Cornwall Conservation Fund Appropriation Approved by 86% of Voters
Cornwall has had a Conservation Fund since 2016, proposed and defined by the Conservation Commission and Cornwall Planning Commission and approved by the Select Board. However, up until March 2021, there had been no approved appropriation of money into it. At the March 2020 Cornwall Town Meeting, voters approved the creation of a Conservation Fund Planning Group to study how towns in Vermont fund their conservation activities. This group collected data and communicated via email, telephone and Zoom meetings during the summer and fall. Building on the Study Group’s findings, the Conservation Commission warned an article for the 2021 Town Meeting requesting $3,500 to be placed in the Conservation Fund. The project ended successfully with an overwhelming numbers of Cornwall voters approving the appropriation.
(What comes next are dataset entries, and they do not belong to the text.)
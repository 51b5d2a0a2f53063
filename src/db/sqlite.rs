// SQLite-backed repository implementation.
use std::path::Path;

use rusqlite::{params, types::Type, Connection, OptionalExtension};

use crate::types::{DsfError, Experiment, MeltCurve, Sample, Well};

use super::repository::{Repository, Result, TableCounts};
use super::schema;

#[derive(Clone)]
pub struct SqliteRepo {
    pub path: String,
}

fn map_experiment_row(row: &rusqlite::Row<'_>) -> rusqlite::Result<Experiment> {
    Ok(Experiment {
        experiment_id: row.get(0)?,
        run_name: row.get(1)?,
        run_start_time: row.get(2)?,
        instrument_serial: row.get(3)?,
        file_name: row.get(4)?,
    })
}

fn map_sample_row(row: &rusqlite::Row<'_>) -> rusqlite::Result<Sample> {
    Ok(Sample {
        sample_id: row.get(0)?,
        sample_name: row.get(1)?,
        description: row.get(2)?,
    })
}

fn map_well_row(row: &rusqlite::Row<'_>) -> rusqlite::Result<Well> {
    Ok(Well {
        well_id: row.get(0)?,
        experiment_id: row.get(1)?,
        sample_id: row.get(2)?,
        well_position: row.get(3)?,
        target_dye: row.get(4)?,
        sample_role: row.get(5)?,
        tm_value: row.get(6)?,
    })
}

fn decode_curve_array(row_index: usize, json: &str) -> rusqlite::Result<Vec<f64>> {
    serde_json::from_str(json).map_err(|err| {
        rusqlite::Error::FromSqlConversionFailure(row_index, Type::Text, Box::new(err))
    })
}

fn map_melt_curve_row(row: &rusqlite::Row<'_>) -> rusqlite::Result<MeltCurve> {
    let temperatures_json: String = row.get(3)?;
    let fluorescences_json: String = row.get(4)?;
    Ok(MeltCurve {
        curve_id: row.get(0)?,
        experiment_id: row.get(1)?,
        well_id: row.get(2)?,
        temperature_data: decode_curve_array(3, &temperatures_json)?,
        fluorescence_data: decode_curve_array(4, &fluorescences_json)?,
    })
}

fn db_load_experiment(conn: &Connection, experiment_id: i64) -> rusqlite::Result<Option<Experiment>> {
    conn.query_row(
        "SELECT experiment_id, run_name, run_start_time, instrument_serial, file_name
         FROM experiments WHERE experiment_id = ?1",
        params![experiment_id],
        map_experiment_row,
    )
    .optional()
}

fn db_load_experiment_by_file_name(
    conn: &Connection,
    file_name: &str,
) -> rusqlite::Result<Option<Experiment>> {
    conn.query_row(
        "SELECT experiment_id, run_name, run_start_time, instrument_serial, file_name
         FROM experiments WHERE file_name = ?1",
        params![file_name],
        map_experiment_row,
    )
    .optional()
}

fn db_list_experiments(conn: &Connection) -> rusqlite::Result<Vec<Experiment>> {
    let mut stmt = conn.prepare(
        "SELECT experiment_id, run_name, run_start_time, instrument_serial, file_name
         FROM experiments ORDER BY experiment_id",
    )?;
    let mapped = stmt
        .query_map([], map_experiment_row)?
        .collect::<rusqlite::Result<Vec<_>>>()?;
    Ok(mapped)
}

fn db_load_sample_by_name(conn: &Connection, sample_name: &str) -> rusqlite::Result<Option<Sample>> {
    conn.query_row(
        "SELECT sample_id, sample_name, description FROM samples WHERE sample_name = ?1",
        params![sample_name],
        map_sample_row,
    )
    .optional()
}

fn db_load_well(conn: &Connection, well_id: i64) -> rusqlite::Result<Option<Well>> {
    conn.query_row(
        "SELECT well_id, experiment_id, sample_id, well_position, target_dye, sample_role, tm_value
         FROM wells WHERE well_id = ?1",
        params![well_id],
        map_well_row,
    )
    .optional()
}

fn db_list_wells_for_experiment(
    conn: &Connection,
    experiment_id: i64,
) -> rusqlite::Result<Vec<Well>> {
    let mut stmt = conn.prepare(
        "SELECT well_id, experiment_id, sample_id, well_position, target_dye, sample_role, tm_value
         FROM wells WHERE experiment_id = ?1 ORDER BY well_position",
    )?;
    let mapped = stmt
        .query_map(params![experiment_id], map_well_row)?
        .collect::<rusqlite::Result<Vec<_>>>()?;
    Ok(mapped)
}

fn db_list_wells_for_sample(conn: &Connection, sample_id: i64) -> rusqlite::Result<Vec<Well>> {
    let mut stmt = conn.prepare(
        "SELECT well_id, experiment_id, sample_id, well_position, target_dye, sample_role, tm_value
         FROM wells WHERE sample_id = ?1 ORDER BY experiment_id, well_position",
    )?;
    let mapped = stmt
        .query_map(params![sample_id], map_well_row)?
        .collect::<rusqlite::Result<Vec<_>>>()?;
    Ok(mapped)
}

fn db_load_melt_curve_for_well(
    conn: &Connection,
    well_id: i64,
) -> rusqlite::Result<Option<MeltCurve>> {
    conn.query_row(
        "SELECT curve_id, experiment_id, well_id, temperature_data, fluorescence_data
         FROM melt_curves WHERE well_id = ?1",
        params![well_id],
        map_melt_curve_row,
    )
    .optional()
}

fn db_list_melt_curves_for_experiment(
    conn: &Connection,
    experiment_id: i64,
) -> rusqlite::Result<Vec<MeltCurve>> {
    let mut stmt = conn.prepare(
        "SELECT curve_id, experiment_id, well_id, temperature_data, fluorescence_data
         FROM melt_curves WHERE experiment_id = ?1 ORDER BY well_id",
    )?;
    let mapped = stmt
        .query_map(params![experiment_id], map_melt_curve_row)?
        .collect::<rusqlite::Result<Vec<_>>>()?;
    Ok(mapped)
}

fn db_count(conn: &Connection, table: &str) -> rusqlite::Result<i64> {
    conn.query_row(&format!("SELECT COUNT(*) FROM {table}"), [], |row| {
        row.get(0)
    })
}

impl SqliteRepo {
    /// Build a repository that targets the provided SQLite database path.
    pub fn new<P: AsRef<Path>>(path: P) -> Self {
        Self {
            path: path.as_ref().to_string_lossy().to_string(),
        }
    }

    /// Remove the backing database file to force a clean start.
    pub fn reset_all(&self) -> std::io::Result<()> {
        if !Path::new(&self.path).exists() {
            return Ok(());
        }
        std::fs::remove_file(&self.path)
    }

    /// Create the database if missing and apply or verify the schema.
    pub fn init(&self) -> Result<()> {
        self.with_conn(|_conn| Ok(()))
    }

    /// Open a connection, ensure schema, and run the supplied closure.
    ///
    /// `foreign_keys` is per-connection in SQLite; without it the cascade and
    /// set-null actions declared by the schema are silently skipped.
    fn with_conn<F, T>(&self, f: F) -> Result<T>
    where
        F: FnOnce(&Connection) -> Result<T>,
    {
        let conn = Connection::open(&self.path)?;
        conn.pragma_update(None, "journal_mode", "WAL")?;
        conn.pragma_update(None, "synchronous", "NORMAL")?;
        conn.pragma_update(None, "foreign_keys", "ON")?;
        conn.busy_timeout(std::time::Duration::from_millis(500))?;
        schema::migrate(&conn)?;
        f(&conn)
    }
}

impl Repository for SqliteRepo {
    fn insert_experiment(
        &self,
        run_name: Option<&str>,
        run_start_time: Option<&str>,
        instrument_serial: Option<&str>,
        file_name: &str,
    ) -> Result<i64> {
        self.with_conn(|conn| {
            conn.execute(
                "INSERT INTO experiments (run_name, run_start_time, instrument_serial, file_name)
                 VALUES (?1, ?2, ?3, ?4)",
                params![run_name, run_start_time, instrument_serial, file_name],
            )?;
            Ok(conn.last_insert_rowid())
        })
    }

    fn load_experiment(&self, experiment_id: i64) -> Result<Option<Experiment>> {
        self.with_conn(|conn| Ok(db_load_experiment(conn, experiment_id)?))
    }

    fn load_experiment_by_file_name(&self, file_name: &str) -> Result<Option<Experiment>> {
        self.with_conn(|conn| Ok(db_load_experiment_by_file_name(conn, file_name)?))
    }

    fn list_experiments(&self) -> Result<Vec<Experiment>> {
        self.with_conn(|conn| Ok(db_list_experiments(conn)?))
    }

    fn delete_experiment(&self, experiment_id: i64) -> Result<usize> {
        self.with_conn(|conn| {
            let rows = conn.execute(
                "DELETE FROM experiments WHERE experiment_id = ?1",
                params![experiment_id],
            )?;
            Ok(rows)
        })
    }

    fn insert_sample(&self, sample_name: &str, description: Option<&str>) -> Result<i64> {
        self.with_conn(|conn| {
            conn.execute(
                "INSERT INTO samples (sample_name, description) VALUES (?1, ?2)",
                params![sample_name, description],
            )?;
            Ok(conn.last_insert_rowid())
        })
    }

    fn load_sample_by_name(&self, sample_name: &str) -> Result<Option<Sample>> {
        self.with_conn(|conn| Ok(db_load_sample_by_name(conn, sample_name)?))
    }

    fn delete_sample(&self, sample_id: i64) -> Result<usize> {
        self.with_conn(|conn| {
            let rows = conn.execute(
                "DELETE FROM samples WHERE sample_id = ?1",
                params![sample_id],
            )?;
            Ok(rows)
        })
    }

    fn insert_well(
        &self,
        experiment_id: i64,
        sample_id: Option<i64>,
        well_position: &str,
        target_dye: Option<&str>,
        sample_role: Option<&str>,
        tm_value: Option<f64>,
    ) -> Result<i64> {
        self.with_conn(|conn| {
            conn.execute(
                "INSERT INTO wells (experiment_id, sample_id, well_position, target_dye, sample_role, tm_value)
                 VALUES (?1, ?2, ?3, ?4, ?5, ?6)",
                params![
                    experiment_id,
                    sample_id,
                    well_position,
                    target_dye,
                    sample_role,
                    tm_value
                ],
            )?;
            Ok(conn.last_insert_rowid())
        })
    }

    fn load_well(&self, well_id: i64) -> Result<Option<Well>> {
        self.with_conn(|conn| Ok(db_load_well(conn, well_id)?))
    }

    fn list_wells_for_experiment(&self, experiment_id: i64) -> Result<Vec<Well>> {
        self.with_conn(|conn| Ok(db_list_wells_for_experiment(conn, experiment_id)?))
    }

    fn list_wells_for_sample(&self, sample_id: i64) -> Result<Vec<Well>> {
        self.with_conn(|conn| Ok(db_list_wells_for_sample(conn, sample_id)?))
    }

    fn delete_well(&self, well_id: i64) -> Result<usize> {
        self.with_conn(|conn| {
            let rows = conn.execute("DELETE FROM wells WHERE well_id = ?1", params![well_id])?;
            Ok(rows)
        })
    }

    fn insert_melt_curve(
        &self,
        experiment_id: i64,
        well_id: i64,
        temperature_data: &[f64],
        fluorescence_data: &[f64],
    ) -> Result<i64> {
        // The schema only enforces non-null; array pairing is on us.
        if temperature_data.is_empty() || fluorescence_data.is_empty() {
            return Err(DsfError::EmptyCurve);
        }
        if temperature_data.len() != fluorescence_data.len() {
            return Err(DsfError::CurveLengthMismatch {
                temperatures: temperature_data.len(),
                fluorescences: fluorescence_data.len(),
            });
        }

        let temperatures_json = serde_json::to_string(temperature_data)?;
        let fluorescences_json = serde_json::to_string(fluorescence_data)?;

        self.with_conn(|conn| {
            conn.execute(
                "INSERT INTO melt_curves (experiment_id, well_id, temperature_data, fluorescence_data)
                 VALUES (?1, ?2, ?3, ?4)",
                params![experiment_id, well_id, temperatures_json, fluorescences_json],
            )?;
            Ok(conn.last_insert_rowid())
        })
    }

    fn load_melt_curve_for_well(&self, well_id: i64) -> Result<Option<MeltCurve>> {
        self.with_conn(|conn| Ok(db_load_melt_curve_for_well(conn, well_id)?))
    }

    fn list_melt_curves_for_experiment(&self, experiment_id: i64) -> Result<Vec<MeltCurve>> {
        self.with_conn(|conn| Ok(db_list_melt_curves_for_experiment(conn, experiment_id)?))
    }

    fn counts(&self) -> Result<TableCounts> {
        self.with_conn(|conn| {
            Ok(TableCounts {
                schema_version: conn.query_row("PRAGMA user_version", [], |row| row.get(0))?,
                experiments: db_count(conn, "experiments")?,
                samples: db_count(conn, "samples")?,
                wells: db_count(conn, "wells")?,
                melt_curves: db_count(conn, "melt_curves")?,
            })
        })
    }
}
1. Through the data gathering about conservation funds in other Vermont towns and through outreach to Cornwall citizens, the Conservation Commission gained a strong understanding of the benefits and drawbacks of differing methods for raising money for conservation projects
2. The Conservation Commission created a detailed report on how Vermont towns add monies into their Conservation Funds. This report was posted on the Cornwall Conservation Commission web site and is still available for viewing : http://cornwallvt.com/cornwall-conservation-commission/funding-cornwalls-conservation-work/
3. Through individual phone calls, lasting from 30-60 minutes to about twenty-five townspeople, the Conservation Commission gained valuable insight into how conservation is viewed in town, and how residents perceive different fund-raising methods for conservation.
4. Related to this project, the Conservation Commission hosted a Zoom panel on conserving land in October 2020. Thirty-seven people attended the program, which featured three experts. The link to the recording of the panel is available at:
5. 86% of the voters in Cornwall voted yes, to approve an appropriation of $3500 into the Conservation Fund, in the 2021/22 fiscal year.
As the Conservation Commission’s work on the Article progressed, the Commission continued to reach out to the Cornwall Select Board and the Cornwall Planning Commission. This proved to be beneficial: both groups served as sounding boards for different methods of raising monies for the Conservation Fund and gave the Conservation Commission useful feedback. The Conservation Commission, Planning Commission and Select Board have formed a five-person working group to draft more detailed guidelines and procedures for the conservation fund than the brief procedures put in place in 2015.
While the structure for the Cornwall Conservation Fund had been established in 2016, there was continuing resistance from the Select Board to placing money in the Fund, with indications that they would support only individual projects with a specified purpose. The Conservation Commission disagreed, feeling that a Fund balance that would increase in amount over several years could be of great benefit to the Town, and was the best way to respond rapidly to unforeseeable conservation opportunities. We also felt that Town residents should have the chance to indicate their views by voting on this new appropriation separate from the overall Town General Fund Budget. So, the Commission moved forward to place a separate Article on the ballot. Because of the pandemic, and the untraditional means we needed to use to disseminate information about the conservation fund, there was no guarantee that it would pass, given very close conservation fund votes in other towns in the past. However, with an 86% positive vote, this strategy actually demonstrates a very strong commitment to conservation on the part of town residents.
Because of the pandemic, we could not have in-person open forums or other in-person meetings to get feedback from the public. Instead, we relied on information in the Town Newsletter and on the town web site, a Zoom open forum (which only attracted two attendees), a small working group that included three people not on the Conservation Commission, and individual telephone calls to about twenty-five residents. We also made a 15-minute Power Point presentation at the Select Board’s Zoom informational meeting that preceded Cornwall’s Australian ballot vote. A major challenge was gathering signatures necessary for the Ballot article—this involved emailing each person from whom we were requesting a signature, setting a time to collect the signature, and socially distancing, masking and having sanitized pens available when getting the signature.